## Activity
Each line shown below should be copied exactly.

## The data
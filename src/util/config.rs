//! Configuration file support for graphinfo.
//!
//! graphinfo supports two configuration file locations:
//! - Global: `~/.graphinfo/config.toml` - User-wide defaults
//! - Project: `.graphinfo/config.toml` - Project-specific overrides
//!
//! Project config takes precedence over global config.

use std::path::{Path, PathBuf};

use anyhow::{Context, Result};
use serde::{Deserialize, Serialize};

use crate::ops::describe::{DescribeOptions, OutputFormat};

/// graphinfo configuration.
#[derive(Debug, Clone, Default, Serialize, Deserialize)]
#[serde(default)]
pub struct Config {
    /// Output settings
    pub output: OutputConfig,
}

/// Output-related configuration.
#[derive(Debug, Clone, Default, Serialize, Deserialize)]
#[serde(default)]
pub struct OutputConfig {
    /// Default serialization format (json, toml)
    pub format: Option<OutputFormat>,

    /// Pretty-print JSON output (defaults to true)
    pub pretty: Option<bool>,
}

impl Config {
    /// Load configuration from a file.
    pub fn load(path: &Path) -> Result<Self> {
        let contents = std::fs::read_to_string(path)
            .with_context(|| format!("failed to read config file: {}", path.display()))?;

        toml::from_str(&contents)
            .with_context(|| format!("failed to parse config file: {}", path.display()))
    }

    /// Load configuration with fallback to defaults if file doesn't exist.
    pub fn load_or_default(path: &Path) -> Self {
        if path.exists() {
            Self::load(path).unwrap_or_else(|e| {
                tracing::warn!("Failed to load config from {}: {:#}", path.display(), e);
                Self::default()
            })
        } else {
            Self::default()
        }
    }

    /// Merge another config into this one (other takes precedence).
    pub fn merge(&mut self, other: Config) {
        if other.output.format.is_some() {
            self.output.format = other.output.format;
        }
        if other.output.pretty.is_some() {
            self.output.pretty = other.output.pretty;
        }
    }

    /// Describe options from config, before CLI overrides.
    pub fn describe_options(&self) -> DescribeOptions {
        let defaults = DescribeOptions::default();
        DescribeOptions {
            format: self.output.format.unwrap_or(defaults.format),
            pretty: self.output.pretty.unwrap_or(defaults.pretty),
        }
    }
}

/// Load merged configuration from global and project locations.
///
/// Order of precedence (highest to lowest):
/// 1. Project config (.graphinfo/config.toml)
/// 2. Global config (~/.graphinfo/config.toml)
/// 3. Defaults
pub fn load_config(global_path: Option<&Path>, project_path: &Path) -> Config {
    let mut config = Config::default();

    if let Some(global_path) = global_path {
        config.merge(Config::load_or_default(global_path));
    }

    config.merge(Config::load_or_default(project_path));

    config
}

/// Get the global graphinfo config directory (~/.graphinfo).
pub fn global_config_dir() -> Option<PathBuf> {
    directories::BaseDirs::new().map(|b| b.home_dir().join(".graphinfo"))
}

/// Get the global config path (~/.graphinfo/config.toml).
pub fn global_config_path() -> Option<PathBuf> {
    global_config_dir().map(|dir| dir.join("config.toml"))
}

/// Get the project config path (.graphinfo/config.toml).
pub fn project_config_path(project_root: &Path) -> PathBuf {
    project_root.join(".graphinfo").join("config.toml")
}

## Response box
filename src/util/config.rs
//! Configuration file support for graphinfo.
//!
//! graphinfo supports two configuration file locations:
//! - Global: `~/.graphinfo/config.toml` - User-wide defaults
//! - Project: `.graphinfo/config.toml` - Project-specific overrides
//!
//! Project config takes precedence over global config.

use std::path::{Path, PathBuf};

use anyhow::{Context, Result};
use serde::{Deserialize, Serialize};

use crate::ops::describe::{DescribeOptions, OutputFormat};

/// graphinfo configuration.
#[derive(Debug, Clone, Default, Serialize, Deserialize)]
#[serde(default)]
pub struct Config {
    /// Output settings
    pub output: OutputConfig,
}

/// Output-related configuration.
#[derive(Debug, Clone, Default, Serialize, Deserialize)]
#[serde(default)]
pub struct OutputConfig {
    /// Default serialization format (json, toml)
    pub format: Option<OutputFormat>,

    /// Pretty-print JSON output (defaults to true)
    pub pretty: Option<bool>,
}

impl Config {
    /// Load configuration from a file.
    pub fn load(path: &Path) -> Result<Self> {
        let contents = std::fs::read_to_string(path)
            .with_context(|| format!("failed to read config file: {}", path.display()))?;

        toml::from_str(&contents)
            .with_context(|| format!("failed to parse config file: {}", path.display()))
    }

    /// Load configuration with fallback to defaults if file doesn't exist.
    pub fn load_or_default(path: &Path) -> Self {
        if path.exists() {
            Self::load(path).unwrap_or_else(|e| {
                tracing::warn!("Failed to load config from {}: {:#}", path.display(), e);
                Self::default()
            })
        } else {
            Self::default()
        }
    }

    /// Merge another config into this one (other takes precedence).
    pub fn merge(&mut self, other: Config) {
        if other.output.format.is_some() {
            self.output.format = other.output.format;
        }
        if other.output.pretty.is_some() {
            self.output.pretty = other.output.pretty;
        }
    }

    /// Describe options from config, before CLI overrides.
    pub fn describe_options(&self) -> DescribeOptions {
        let defaults = DescribeOptions::default();
        DescribeOptions {
            format: self.output.format.unwrap_or(defaults.format),
            pretty: self.output.pretty.unwrap_or(defaults.pretty),
        }
    }
}

/// Load merged configuration from global and project locations.
///
/// Order of precedence (highest to lowest):
/// 1. Project config (.graphinfo/config.toml)
/// 2. Global config (~/.graphinfo/config.toml)
/// 3. Defaults
pub fn load_config(global_path: Option<&Path>, project_path: &Path) -> Config {
    let mut config = Config::default();

    if let Some(global_path) = global_path {
        config.merge(Config::load_or_default(global_path));
    }

    config.merge(Config::load_or_default(project_path));

    config
}

/// Get the global graphinfo config directory (~/.graphinfo).
pub fn global_config_dir() -> Option<PathBuf> {
    directories::BaseDirs::new().map(|b| b.home_dir().join(".graphinfo"))
}

/// Get the global config path (~/.graphinfo/config.toml).
pub fn global_config_path() -> Option<PathBuf> {
    global_config_dir().map(|dir| dir.join("config.toml"))
}

/// Get the project config path (.graphinfo/config.toml).
pub fn project_config_path(project_root: &Path) -> PathBuf {
    project_root.join(".graphinfo").join("config.toml")
}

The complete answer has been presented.